There's something about this that's unsatisfying to me. Like it's just a trivia trick.
My first read of this was "this seems impossible." You're asked to move bits around without any working space, because you're not allowed to allocate memory. I guess you could interpret this pedantically in C/C++ land and decide that they mean no additional usage of the heap, so there's other places (registers, stack, etc.) to store bits. The title is "in constant memory" so I guess I'm allowed some constant memory, which is vaguely at odds with "can you do this without allocating additional memory?" in the text.
But even with that constraint ... std::rotate allocates memory! It'll throw std::bad_alloc when it can't. It's not using it for the core algorithm (... which only puts values on the heap ... which I guess is not memory ...), but that function can 100% allocate new memory in the right conditions.
It's cool you can do this simply with a couple rotates, but it feels like a party trick.
The problem seems less arbitrary if the chunks being rotated are large enough.

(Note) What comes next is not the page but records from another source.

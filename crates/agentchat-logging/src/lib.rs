// Logging module - operator trace lines, request logging, conversation transcripts
pub mod conversation_logger;
pub mod request_logger;

use colored::Colorize;

pub use conversation_logger::ConversationLogger;
pub use request_logger::{log_request, log_response};

/// Print a dim trace line to the operator console
pub fn trace(message: &str) {
    println!("{}", message.bright_black());
}

/// Print a status line prefixed with an icon
pub fn status(icon: &str, message: &str) {
    println!("{} {}", icon, message);
}

/// Print a warning to stderr
pub fn warn(message: &str) {
    eprintln!("{} {}", "⚠️".yellow(), message.yellow());
}

/// Safely truncate a string to a maximum number of characters
pub fn safe_truncate(s: &str, max_chars: usize) -> String {
    if s.chars().count() <= max_chars {
        s.to_string()
    } else {
        // Reserve space for "..." suffix
        let trunc_chars = max_chars.saturating_sub(3);
        format!("{}...", s.chars().take(trunc_chars).collect::<String>())
    }
}

/// Mask an API key for display, keeping a short prefix
pub fn mask_key(api_key: &str) -> String {
    format!("{}***", api_key.chars().take(6).collect::<String>())
}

Implicit in the problem is that any method that would require additional memory to be allocated would probably require memory proportional to the sizes of stuff being swapped. That could be unmanageable.
As for whether std::rotate() uses allocations, I can't say without looking. But I know it could be implemented without allocations. Maybe it's optimal in practice to use extra space. I don't think a method involving reversal of items is generally going to be the fastest. It might be the only practical one in some cases or else better for other reasons.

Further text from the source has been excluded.